Source information:
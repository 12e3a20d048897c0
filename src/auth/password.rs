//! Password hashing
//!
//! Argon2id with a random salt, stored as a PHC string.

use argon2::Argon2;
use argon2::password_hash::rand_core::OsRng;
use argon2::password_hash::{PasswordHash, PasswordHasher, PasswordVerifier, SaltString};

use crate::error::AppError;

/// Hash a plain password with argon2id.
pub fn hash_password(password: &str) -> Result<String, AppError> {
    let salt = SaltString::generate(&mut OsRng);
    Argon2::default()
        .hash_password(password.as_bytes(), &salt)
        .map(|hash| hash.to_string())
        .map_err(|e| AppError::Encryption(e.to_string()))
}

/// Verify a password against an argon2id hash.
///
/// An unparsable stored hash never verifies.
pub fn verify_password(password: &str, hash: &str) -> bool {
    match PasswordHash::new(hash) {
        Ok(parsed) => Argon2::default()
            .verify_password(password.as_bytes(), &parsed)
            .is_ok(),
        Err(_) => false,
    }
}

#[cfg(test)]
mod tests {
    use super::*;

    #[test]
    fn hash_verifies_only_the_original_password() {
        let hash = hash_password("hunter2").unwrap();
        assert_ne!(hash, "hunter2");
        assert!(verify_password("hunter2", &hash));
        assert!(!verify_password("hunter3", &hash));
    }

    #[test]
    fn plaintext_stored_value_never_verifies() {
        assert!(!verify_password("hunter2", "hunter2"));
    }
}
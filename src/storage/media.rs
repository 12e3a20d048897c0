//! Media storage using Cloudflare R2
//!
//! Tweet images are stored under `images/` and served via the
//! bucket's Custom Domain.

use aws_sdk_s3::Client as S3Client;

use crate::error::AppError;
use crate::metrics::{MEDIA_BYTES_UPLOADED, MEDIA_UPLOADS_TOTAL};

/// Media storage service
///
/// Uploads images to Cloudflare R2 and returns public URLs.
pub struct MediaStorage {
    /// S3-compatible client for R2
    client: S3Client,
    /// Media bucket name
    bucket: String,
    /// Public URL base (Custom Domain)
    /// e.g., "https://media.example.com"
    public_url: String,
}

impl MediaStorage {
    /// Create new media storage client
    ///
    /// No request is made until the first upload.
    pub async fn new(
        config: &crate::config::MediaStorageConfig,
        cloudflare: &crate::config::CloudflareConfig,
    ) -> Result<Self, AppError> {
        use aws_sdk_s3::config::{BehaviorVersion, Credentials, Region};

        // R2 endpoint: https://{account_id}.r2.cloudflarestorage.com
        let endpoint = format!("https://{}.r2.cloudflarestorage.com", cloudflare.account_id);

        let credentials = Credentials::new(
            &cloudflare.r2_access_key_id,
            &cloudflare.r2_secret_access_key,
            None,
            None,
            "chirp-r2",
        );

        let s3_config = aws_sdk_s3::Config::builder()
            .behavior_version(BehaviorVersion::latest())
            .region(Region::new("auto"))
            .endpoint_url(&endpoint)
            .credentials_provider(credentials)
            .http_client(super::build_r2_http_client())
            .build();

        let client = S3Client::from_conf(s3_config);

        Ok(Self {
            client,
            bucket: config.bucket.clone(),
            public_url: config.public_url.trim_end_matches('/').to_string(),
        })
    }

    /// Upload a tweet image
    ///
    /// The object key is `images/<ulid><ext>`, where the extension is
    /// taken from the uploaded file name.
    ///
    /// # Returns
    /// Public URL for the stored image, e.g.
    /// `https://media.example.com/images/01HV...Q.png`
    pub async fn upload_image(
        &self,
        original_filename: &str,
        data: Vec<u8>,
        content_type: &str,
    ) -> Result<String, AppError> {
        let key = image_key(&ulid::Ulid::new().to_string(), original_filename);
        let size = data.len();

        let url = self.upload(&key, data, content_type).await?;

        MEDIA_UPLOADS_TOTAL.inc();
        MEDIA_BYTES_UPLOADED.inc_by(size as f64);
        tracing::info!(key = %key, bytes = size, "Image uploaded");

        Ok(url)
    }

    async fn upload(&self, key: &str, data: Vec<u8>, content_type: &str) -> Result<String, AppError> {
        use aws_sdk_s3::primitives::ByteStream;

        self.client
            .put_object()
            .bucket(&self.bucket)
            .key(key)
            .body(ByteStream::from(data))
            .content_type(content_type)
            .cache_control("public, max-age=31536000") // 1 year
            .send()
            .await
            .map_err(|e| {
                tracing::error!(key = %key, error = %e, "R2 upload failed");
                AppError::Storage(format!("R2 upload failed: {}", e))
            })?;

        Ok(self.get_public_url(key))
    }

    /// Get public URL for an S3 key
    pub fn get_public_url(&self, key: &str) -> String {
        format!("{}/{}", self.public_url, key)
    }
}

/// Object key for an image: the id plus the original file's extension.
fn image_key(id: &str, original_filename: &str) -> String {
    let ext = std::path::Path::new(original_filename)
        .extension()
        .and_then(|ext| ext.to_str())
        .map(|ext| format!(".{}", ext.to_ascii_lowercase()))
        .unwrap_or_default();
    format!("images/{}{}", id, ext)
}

What is being asked:
Give back the entries exactly. Omit none of them.

Task response:
repository 12e3a20d048897c0
filename src/auth/password.rs
//! Password hashing
//!
//! Argon2id with a random salt, stored as a PHC string.

use argon2::Argon2;
use argon2::password_hash::rand_core::OsRng;
use argon2::password_hash::{PasswordHash, PasswordHasher, PasswordVerifier, SaltString};

use crate::error::AppError;

/// Hash a plain password with argon2id.
pub fn hash_password(password: &str) -> Result<String, AppError> {
    let salt = SaltString::generate(&mut OsRng);
    Argon2::default()
        .hash_password(password.as_bytes(), &salt)
        .map(|hash| hash.to_string())
        .map_err(|e| AppError::Encryption(e.to_string()))
}

/// Verify a password against an argon2id hash.
///
/// An unparsable stored hash never verifies.
pub fn verify_password(password: &str, hash: &str) -> bool {
    match PasswordHash::new(hash) {
        Ok(parsed) => Argon2::default()
            .verify_password(password.as_bytes(), &parsed)
            .is_ok(),
        Err(_) => false,
    }
}

#[cfg(test)]
mod tests {
    use super::*;

    #[test]
    fn hash_verifies_only_the_original_password() {
        let hash = hash_password("hunter2").unwrap();
        assert_ne!(hash, "hunter2");
        assert!(verify_password("hunter2", &hash));
        assert!(!verify_password("hunter3", &hash));
    }

    #[test]
    fn plaintext_stored_value_never_verifies() {
        assert!(!verify_password("hunter2", "hunter2"));
    }
}
filename src/storage/media.rs
repository 12e3a20d048897c0
//! Media storage using Cloudflare R2
//!
//! Tweet images are stored under `images/` and served via the
//! bucket's Custom Domain.

use aws_sdk_s3::Client as S3Client;

use crate::error::AppError;
use crate::metrics::{MEDIA_BYTES_UPLOADED, MEDIA_UPLOADS_TOTAL};

/// Media storage service
///
/// Uploads images to Cloudflare R2 and returns public URLs.
pub struct MediaStorage {
    /// S3-compatible client for R2
    client: S3Client,
    /// Media bucket name
    bucket: String,
    /// Public URL base (Custom Domain)
    /// e.g., "https://media.example.com"
    public_url: String,
}

impl MediaStorage {
    /// Create new media storage client
    ///
    /// No request is made until the first upload.
    pub async fn new(
        config: &crate::config::MediaStorageConfig,
        cloudflare: &crate::config::CloudflareConfig,
    ) -> Result<Self, AppError> {
        use aws_sdk_s3::config::{BehaviorVersion, Credentials, Region};

        // R2 endpoint: https://{account_id}.r2.cloudflarestorage.com
        let endpoint = format!("https://{}.r2.cloudflarestorage.com", cloudflare.account_id);

        let credentials = Credentials::new(
            &cloudflare.r2_access_key_id,
            &cloudflare.r2_secret_access_key,
            None,
            None,
            "chirp-r2",
        );

        let s3_config = aws_sdk_s3::Config::builder()
            .behavior_version(BehaviorVersion::latest())
            .region(Region::new("auto"))
            .endpoint_url(&endpoint)
            .credentials_provider(credentials)
            .http_client(super::build_r2_http_client())
            .build();

        let client = S3Client::from_conf(s3_config);

        Ok(Self {
            client,
            bucket: config.bucket.clone(),
            public_url: config.public_url.trim_end_matches('/').to_string(),
        })
    }

    /// Upload a tweet image
    ///
    /// The object key is `images/<ulid><ext>`, where the extension is
    /// taken from the uploaded file name.
    ///
    /// # Returns
    /// Public URL for the stored image, e.g.
    /// `https://media.example.com/images/01HV...Q.png`
    pub async fn upload_image(
        &self,
        original_filename: &str,
        data: Vec<u8>,
        content_type: &str,
    ) -> Result<String, AppError> {
        let key = image_key(&ulid::Ulid::new().to_string(), original_filename);
        let size = data.len();

        let url = self.upload(&key, data, content_type).await?;

        MEDIA_UPLOADS_TOTAL.inc();
        MEDIA_BYTES_UPLOADED.inc_by(size as f64);
        tracing::info!(key = %key, bytes = size, "Image uploaded");

        Ok(url)
    }

    async fn upload(&self, key: &str, data: Vec<u8>, content_type: &str) -> Result<String, AppError> {
        use aws_sdk_s3::primitives::ByteStream;

        self.client
            .put_object()
            .bucket(&self.bucket)
            .key(key)
            .body(ByteStream::from(data))
            .content_type(content_type)
            .cache_control("public, max-age=31536000") // 1 year
            .send()
            .await
            .map_err(|e| {
                tracing::error!(key = %key, error = %e, "R2 upload failed");
                AppError::Storage(format!("R2 upload failed: {}", e))
            })?;

        Ok(self.get_public_url(key))
    }

    /// Get public URL for an S3 key
    pub fn get_public_url(&self, key: &str) -> String {
        format!("{}/{}", self.public_url, key)
    }
}

/// Object key for an image: the id plus the original file's extension.
fn image_key(id: &str, original_filename: &str) -> String {
    let ext = std::path::Path::new(original_filename)
        .extension()
        .and_then(|ext| ext.to_str())
        .map(|ext| format!(".{}", ext.to_ascii_lowercase()))
        .unwrap_or_default();
    format!("images/{}{}", id, ext)
}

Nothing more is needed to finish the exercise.